Assigned task – From the data below, please reproduce exactly everything from the line that contains "filename crates/runninghub/src/wire.rs" down to the line that contains "of the HTTP", with both ends included.
Start of Data extract
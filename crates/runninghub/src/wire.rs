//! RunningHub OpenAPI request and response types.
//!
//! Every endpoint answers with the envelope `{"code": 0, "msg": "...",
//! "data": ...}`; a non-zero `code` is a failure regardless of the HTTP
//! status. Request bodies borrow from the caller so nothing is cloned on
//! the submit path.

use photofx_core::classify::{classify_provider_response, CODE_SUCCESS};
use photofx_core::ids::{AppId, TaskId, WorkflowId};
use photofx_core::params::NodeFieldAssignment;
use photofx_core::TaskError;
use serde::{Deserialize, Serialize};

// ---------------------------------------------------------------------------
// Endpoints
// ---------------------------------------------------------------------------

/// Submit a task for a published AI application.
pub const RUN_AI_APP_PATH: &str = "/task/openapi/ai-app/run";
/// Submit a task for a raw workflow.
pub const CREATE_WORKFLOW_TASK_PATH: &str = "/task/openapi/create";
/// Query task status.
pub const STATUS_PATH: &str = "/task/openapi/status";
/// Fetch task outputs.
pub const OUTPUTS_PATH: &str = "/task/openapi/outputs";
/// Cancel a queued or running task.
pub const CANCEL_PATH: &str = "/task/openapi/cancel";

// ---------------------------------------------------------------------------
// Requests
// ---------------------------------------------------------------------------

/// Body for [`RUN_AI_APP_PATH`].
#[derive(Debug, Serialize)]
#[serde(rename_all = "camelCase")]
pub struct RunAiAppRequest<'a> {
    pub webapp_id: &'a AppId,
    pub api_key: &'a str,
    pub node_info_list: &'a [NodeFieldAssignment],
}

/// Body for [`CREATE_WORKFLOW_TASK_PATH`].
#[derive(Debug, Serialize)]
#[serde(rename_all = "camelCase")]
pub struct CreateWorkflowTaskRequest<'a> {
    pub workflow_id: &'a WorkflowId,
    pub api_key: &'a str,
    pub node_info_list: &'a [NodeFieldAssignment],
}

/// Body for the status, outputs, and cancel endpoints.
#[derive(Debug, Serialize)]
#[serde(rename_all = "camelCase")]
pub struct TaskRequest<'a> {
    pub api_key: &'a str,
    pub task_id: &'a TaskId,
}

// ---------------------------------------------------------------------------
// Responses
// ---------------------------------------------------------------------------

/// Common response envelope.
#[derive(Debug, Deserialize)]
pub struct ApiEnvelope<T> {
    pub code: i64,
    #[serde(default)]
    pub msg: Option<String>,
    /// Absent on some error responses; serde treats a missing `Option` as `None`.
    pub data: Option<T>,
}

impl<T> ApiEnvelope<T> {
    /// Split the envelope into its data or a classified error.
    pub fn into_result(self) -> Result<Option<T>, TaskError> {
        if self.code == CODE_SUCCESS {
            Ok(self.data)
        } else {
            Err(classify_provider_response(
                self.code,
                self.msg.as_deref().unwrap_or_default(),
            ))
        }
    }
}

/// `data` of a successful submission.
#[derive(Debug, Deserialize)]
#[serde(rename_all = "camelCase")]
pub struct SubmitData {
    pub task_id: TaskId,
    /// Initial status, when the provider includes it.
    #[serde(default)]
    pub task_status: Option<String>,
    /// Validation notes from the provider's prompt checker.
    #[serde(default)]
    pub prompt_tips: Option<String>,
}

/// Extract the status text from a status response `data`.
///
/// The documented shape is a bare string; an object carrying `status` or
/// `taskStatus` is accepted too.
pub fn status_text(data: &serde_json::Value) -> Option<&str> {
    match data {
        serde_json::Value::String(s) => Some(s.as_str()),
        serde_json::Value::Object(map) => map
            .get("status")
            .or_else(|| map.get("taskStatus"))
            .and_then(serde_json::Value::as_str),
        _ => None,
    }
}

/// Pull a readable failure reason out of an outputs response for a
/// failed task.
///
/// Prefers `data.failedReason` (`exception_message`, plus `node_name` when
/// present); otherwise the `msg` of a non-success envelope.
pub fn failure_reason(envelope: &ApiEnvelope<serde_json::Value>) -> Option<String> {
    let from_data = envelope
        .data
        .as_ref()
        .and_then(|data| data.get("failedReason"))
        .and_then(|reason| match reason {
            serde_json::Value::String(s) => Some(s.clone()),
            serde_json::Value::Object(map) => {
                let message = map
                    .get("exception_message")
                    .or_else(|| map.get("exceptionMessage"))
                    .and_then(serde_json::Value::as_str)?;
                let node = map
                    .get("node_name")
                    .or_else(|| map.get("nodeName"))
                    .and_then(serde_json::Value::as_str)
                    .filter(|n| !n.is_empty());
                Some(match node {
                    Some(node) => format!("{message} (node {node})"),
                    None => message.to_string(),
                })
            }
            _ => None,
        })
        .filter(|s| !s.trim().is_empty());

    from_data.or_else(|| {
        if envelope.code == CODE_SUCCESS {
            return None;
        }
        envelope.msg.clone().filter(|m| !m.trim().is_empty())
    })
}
End of Data extract
Start of Data extract
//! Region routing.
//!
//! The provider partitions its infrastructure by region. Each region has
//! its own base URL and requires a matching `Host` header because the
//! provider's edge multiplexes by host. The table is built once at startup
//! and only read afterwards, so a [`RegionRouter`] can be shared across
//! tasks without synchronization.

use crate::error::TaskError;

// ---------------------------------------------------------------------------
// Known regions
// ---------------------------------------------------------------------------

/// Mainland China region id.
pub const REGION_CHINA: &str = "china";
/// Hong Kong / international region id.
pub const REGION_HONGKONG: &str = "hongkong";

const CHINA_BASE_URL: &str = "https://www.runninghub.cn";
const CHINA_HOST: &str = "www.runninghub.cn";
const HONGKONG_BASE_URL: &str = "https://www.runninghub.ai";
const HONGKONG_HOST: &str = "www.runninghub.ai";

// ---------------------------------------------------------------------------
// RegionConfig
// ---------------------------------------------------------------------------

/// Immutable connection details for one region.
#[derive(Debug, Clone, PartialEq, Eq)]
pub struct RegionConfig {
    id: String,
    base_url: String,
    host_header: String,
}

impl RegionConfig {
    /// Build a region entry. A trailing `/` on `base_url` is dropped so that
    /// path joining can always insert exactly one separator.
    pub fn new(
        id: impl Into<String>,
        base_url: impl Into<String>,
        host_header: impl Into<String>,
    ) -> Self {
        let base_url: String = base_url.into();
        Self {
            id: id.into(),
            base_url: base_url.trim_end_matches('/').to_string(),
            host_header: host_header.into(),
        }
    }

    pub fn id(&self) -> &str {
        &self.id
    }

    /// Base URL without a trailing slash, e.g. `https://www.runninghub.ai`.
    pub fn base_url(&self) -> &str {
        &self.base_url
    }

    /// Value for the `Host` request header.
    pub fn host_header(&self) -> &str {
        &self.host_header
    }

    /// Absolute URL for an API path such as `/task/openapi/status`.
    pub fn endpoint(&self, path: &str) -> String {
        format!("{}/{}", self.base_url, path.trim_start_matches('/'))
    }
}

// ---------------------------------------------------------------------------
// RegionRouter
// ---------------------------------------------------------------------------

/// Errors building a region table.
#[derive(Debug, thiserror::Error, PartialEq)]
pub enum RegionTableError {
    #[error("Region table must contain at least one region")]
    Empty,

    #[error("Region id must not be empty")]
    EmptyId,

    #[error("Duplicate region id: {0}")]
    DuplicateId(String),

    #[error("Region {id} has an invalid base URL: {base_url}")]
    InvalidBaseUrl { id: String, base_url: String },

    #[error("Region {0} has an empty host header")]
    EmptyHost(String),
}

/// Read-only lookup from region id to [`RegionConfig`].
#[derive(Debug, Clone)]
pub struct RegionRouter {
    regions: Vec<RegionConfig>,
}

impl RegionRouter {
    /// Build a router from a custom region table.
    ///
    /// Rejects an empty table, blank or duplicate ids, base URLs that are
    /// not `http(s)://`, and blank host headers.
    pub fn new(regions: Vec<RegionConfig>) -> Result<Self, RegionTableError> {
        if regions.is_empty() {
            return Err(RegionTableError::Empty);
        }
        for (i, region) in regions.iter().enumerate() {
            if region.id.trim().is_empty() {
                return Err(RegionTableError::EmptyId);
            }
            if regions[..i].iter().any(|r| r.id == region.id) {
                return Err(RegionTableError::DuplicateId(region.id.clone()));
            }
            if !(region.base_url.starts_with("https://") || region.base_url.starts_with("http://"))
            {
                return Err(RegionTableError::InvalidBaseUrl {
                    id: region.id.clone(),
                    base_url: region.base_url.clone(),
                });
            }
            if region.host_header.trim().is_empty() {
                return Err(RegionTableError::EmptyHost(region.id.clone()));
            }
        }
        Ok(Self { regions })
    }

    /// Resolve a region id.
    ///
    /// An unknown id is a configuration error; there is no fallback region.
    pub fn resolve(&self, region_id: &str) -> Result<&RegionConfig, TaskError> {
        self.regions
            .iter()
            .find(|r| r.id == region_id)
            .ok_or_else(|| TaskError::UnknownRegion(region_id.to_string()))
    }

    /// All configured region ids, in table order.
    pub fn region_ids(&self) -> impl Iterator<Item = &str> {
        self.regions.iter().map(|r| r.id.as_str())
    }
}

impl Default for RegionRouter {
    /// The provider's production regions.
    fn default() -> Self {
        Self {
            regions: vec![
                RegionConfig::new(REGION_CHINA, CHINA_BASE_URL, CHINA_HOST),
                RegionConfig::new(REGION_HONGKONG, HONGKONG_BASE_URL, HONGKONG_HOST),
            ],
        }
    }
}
End of Data extract
Answer to the problem –
filename crates/runninghub/src/wire.rs
//! RunningHub OpenAPI request and response types.
//!
//! Every endpoint answers with the envelope `{"code": 0, "msg": "...",
//! "data": ...}`; a non-zero `code` is a failure regardless of the HTTP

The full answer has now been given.